//! Common traits for bounded heap data structures
//!
//! [`BoundedHeap`] is the capacity-aware counterpart of the usual
//! push/pop/peek priority queue API. Keys double as priority and identity,
//! so the trait is not generic over a separate payload.

use thiserror::Error;

/// Error type for heap operations
#[derive(Debug, Error, Clone, Copy, PartialEq, Eq)]
pub enum HeapError {
    /// The heap already holds `capacity` elements; `value` was not inserted
    #[error("heap is full (capacity {capacity}), cannot insert {value}")]
    CapacityExceeded {
        /// The fixed capacity of the heap
        capacity: usize,
        /// The rejected value
        value: i64,
    },
}

/// Base trait for fixed-capacity min-heaps over integer keys
///
/// # Example
///
/// ```rust
/// use ternary_heap::BoundedHeap;
/// use ternary_heap::ternary::TernaryHeap;
///
/// let mut heap = TernaryHeap::new(2);
/// heap.insert(3).unwrap();
/// heap.insert(1).unwrap();
/// assert!(heap.insert(2).is_err());
///
/// assert_eq!(heap.peek(), Some(1));
/// assert_eq!(heap.delete_min(), Some(1));
/// ```
pub trait BoundedHeap {
    /// Maximum number of elements, fixed at construction
    fn capacity(&self) -> usize;

    /// Returns the number of elements in the heap
    fn len(&self) -> usize;

    /// Returns true if the heap is empty
    fn is_empty(&self) -> bool {
        self.len() == 0
    }

    /// Returns true if another insert would be rejected
    fn is_full(&self) -> bool {
        self.len() == self.capacity()
    }

    /// Returns the minimum without removing it
    fn peek(&self) -> Option<i64>;

    /// Inserts a value, keeping heap order
    ///
    /// # Errors
    /// Returns `HeapError::CapacityExceeded` if the heap is full. The heap is
    /// left unchanged in that case.
    fn insert(&mut self, value: i64) -> Result<(), HeapError>;

    /// Removes and returns the minimum
    fn delete_min(&mut self) -> Option<i64>;
}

* _TRY IT_: Make an exact transcription of the entries above.

* _PROBLEM SOLUTION_:
//! Common traits for bounded heap data structures
//!
//! [`BoundedHeap`] is the capacity-aware counterpart of the usual
//! push/pop/peek priority queue API. Keys double as priority and identity,
//! so the trait is not generic over a separate payload.

use thiserror::Error;

/// Error type for heap operations
#[derive(Debug, Error, Clone, Copy, PartialEq, Eq)]
pub enum HeapError {
    /// The heap already holds `capacity` elements; `value` was not inserted
    #[error("heap is full (capacity {capacity}), cannot insert {value}")]
    CapacityExceeded {
        /// The fixed capacity of the heap
        capacity: usize,
        /// The rejected value
        value: i64,
    },
}

/// Base trait for fixed-capacity min-heaps over integer keys
///
/// # Example
///
/// ```rust
/// use ternary_heap::BoundedHeap;
/// use ternary_heap::ternary::TernaryHeap;
///
/// let mut heap = TernaryHeap::new(2);
/// heap.insert(3).unwrap();
/// heap.insert(1).unwrap();
/// assert!(heap.insert(2).is_err());
///
/// assert_eq!(heap.peek(), Some(1));
/// assert_eq!(heap.delete_min(), Some(1));
/// ```
pub trait BoundedHeap {
    /// Maximum number of elements, fixed at construction
    fn capacity(&self) -> usize;

    /// Returns the number of elements in the heap
    fn len(&self) -> usize;

    /// Returns true if the heap is empty
    fn is_empty(&self) -> bool {
        self.len() == 0
    }

    /// Returns true if another insert would be rejected
    fn is_full(&self) -> bool {
        self.len() == self.capacity()
    }

    /// Returns the minimum without removing it
    fn peek(&self) -> Option<i64>;

    /// Inserts a value, keeping heap order
    ///
    /// # Errors
    /// Returns `HeapError::CapacityExceeded` if the heap is full. The heap is
    /// left unchanged in that case.
    fn insert(&mut self, value: i64) -> Result<(), HeapError>;

    /// Removes and returns the minimum
    fn delete_min(&mut self) -> Option<i64>;
}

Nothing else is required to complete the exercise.